Der Sprung brachte ihn aber zufällig auf den Bären selbst, auf dem er wie auf einem Pferde zu reiten kam. Der Knecht schlang sogleich seinen rechten Arm um den Hals des Tieres und schnürte ihn mit seiner Riesenkraft dergestalt zusammen, daß Meister Petz den Müller losließ, da ihn das ungewohnte Halsband furchtbar einschnürte. Aber so leichten Kaufes sollte er nicht davonkommen. Luftig nahm auch seine andere Faust zu Hilfe, und in diesen beinahe eisernen Klammern erstickte endlich das Untier.

Der Müllermeister war gerettet und umarmte dankbar den wackeren Knecht, ihm jede Belohnung, die er haben wollte, zusagend.
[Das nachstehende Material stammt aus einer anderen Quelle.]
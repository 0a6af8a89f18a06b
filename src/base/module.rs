use std::sync::Arc;
use crate::base::behavior::*;

#[derive(Debug)]
pub struct ModuleBase<T, C> {
    pub name: String,
    pub state: T,
    pub config: Option<Arc<C>>,
}

impl<T: Default, C> Default for ModuleBase<T, C> {
    fn default() -> Self {
        Self {
            name: String::new(),
            state: T::default(),
            config: None,
        }
    }
}

impl<T: Default, C> ModuleBase<T, C> {
    pub fn named(name: impl Into<String>) -> Self {
        Self {
            name: name.into(),
            ..Self::default()
        }
    }
}

pub trait IsModule: ModuleBehaviors {
    type StateType;
    type ConfigType;

    fn base(&mut self) -> &mut ModuleBase<Self::StateType, Self::ConfigType>;

    fn base_ref(&self) -> &ModuleBase<Self::StateType, Self::ConfigType>;

    fn state_mut(&mut self) -> &mut Self::StateType {
        &mut self.base().state
    }

    fn state(&self) -> &Self::StateType {
        &self.base_ref().state
    }

    fn name(&self) -> &str {
        &self.base_ref().name
    }

    /// The shared configuration handle, for handing down to children.
    fn conf_arc(&self) -> Option<Arc<Self::ConfigType>> {
        self.base_ref().config.clone()
    }
}

impl<X> Parameterizable for X where X: IsModule {
    type ConfigType = X::ConfigType;

    fn conf(&self) -> &Self::ConfigType {
        self.base_ref().config.as_deref().expect("config not found, was `init_conf` called in `new`?")
    }

    fn init_conf(&mut self, conf: Arc<Self::ConfigType>) {
        assert!(self.base_ref().config.is_none(), "config already set");
        self.base().config = Some(conf);
    }

    fn refresh_conf(&mut self, conf: Arc<Self::ConfigType>) {
        self.base().config = Some(conf);
    }
}

/// arguments: identifier, state type, config type, additional methods
macro_rules! module {
    ($comp:ident, $T:ty, $C:ty, $($method:item)*) => {
        impl IsModule for $comp {
            type StateType = $T;
            type ConfigType = $C;

            fn base(&mut self) -> &mut ModuleBase<$T, $C> {
                &mut self.base
            }

            fn base_ref(&self) -> &ModuleBase<$T, $C> {
                &self.base
            }

            $($method)*
        }
    };
}

pub(crate) use module;
pub mod custom;
pub mod parametric;

use crate::chip::kind::SubsystemKind;
use crate::power::{AreaRecord, PowerRecord};
use crate::sim::config::ChipConfig;
use crate::sim::error::EstimateError;

pub use custom::{CustomBlock, DefaultFormula, PowerFormula};
pub use parametric::{ParametricFactory, ParametricModel};

#[derive(Debug, Clone, Copy, PartialEq, Eq)]
pub enum EvalMode {
    /// Peak ("TDP-like") activity.
    Peak,
    /// Activity measured over the workload run.
    Runtime,
}

/// A named part of a leaf, as reported in the per-leaf breakdown.
#[derive(Debug, Clone)]
pub struct Component {
    pub name: String,
    pub area: AreaRecord,
    pub power: PowerRecord,
}

/// One physical/circuit model instance. The engine only sees its figures.
pub trait LeafModel: Send {
    fn area(&self) -> AreaRecord;

    /// Raw, unprojected record for `mode`.
    fn power(&mut self, mode: EvalMode) -> PowerRecord;

    /// Hz.
    fn clock_rate(&self) -> f64;

    /// Seconds of workload the runtime record covers.
    fn execution_time(&self) -> f64;

    fn components(&self, _mode: EvalMode) -> Vec<Component> {
        vec![]
    }

    /// Re-derive operating parameters from `conf` without touching geometry.
    fn refresh(&mut self, conf: &ChipConfig, kind: SubsystemKind, index: usize) -> Result<(), EstimateError>;
}

/// Builds leaf models. Supplied to the engine at construction so callers can
/// plug in their own circuit models.
pub trait ModelFactory: Send + Sync {
    fn build(&self, kind: SubsystemKind, index: usize, conf: &ChipConfig) -> Result<Box<dyn LeafModel>, EstimateError>;

    /// Bus-style interconnect whose wires span `length_mm`.
    fn build_bus(&self, index: usize, conf: &ChipConfig, length_mm: f64) -> Result<Box<dyn LeafModel>, EstimateError>;

    /// Per-router global link of a routed interconnect.
    fn build_global_link(&self, index: usize, conf: &ChipConfig, length_mm: f64) -> Result<Box<dyn LeafModel>, EstimateError>;
}
pub mod engine;
pub mod group;
pub mod instance;
pub mod kind;
pub mod report;
pub mod sweep;

mod unit_tests;

pub use engine::CompositionEngine;
pub use group::SubsystemGroup;
pub use instance::{Geometry, Instance};
pub use kind::{KindStrategy, Normalization, SubsystemKind};
pub use report::{ChipReport, Report, ReportRow};
pub use sweep::{run_sweep, SweepPoint, SweepSpec};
Der bescheidene Müllerbursche erbat sich indes nur die Haut des Bären zum Lohne, aus welcher er sich einen Pelz machen ließ, den er beständig am Leibe trug, mit dem Unterschiede, daß derselbe im Sommer an einer Stahlkette befestigt über die Schulter herabhing. Von diesem Schmucke erhielt er denn auch den Beinamen »Bärenhäuter« und trug denselben bis an sein seliges Ende.

Der Müller aber ließ den Bären an seiner Mühle abbilden, welche davon die Benennung »Bärenmühle« erhielt.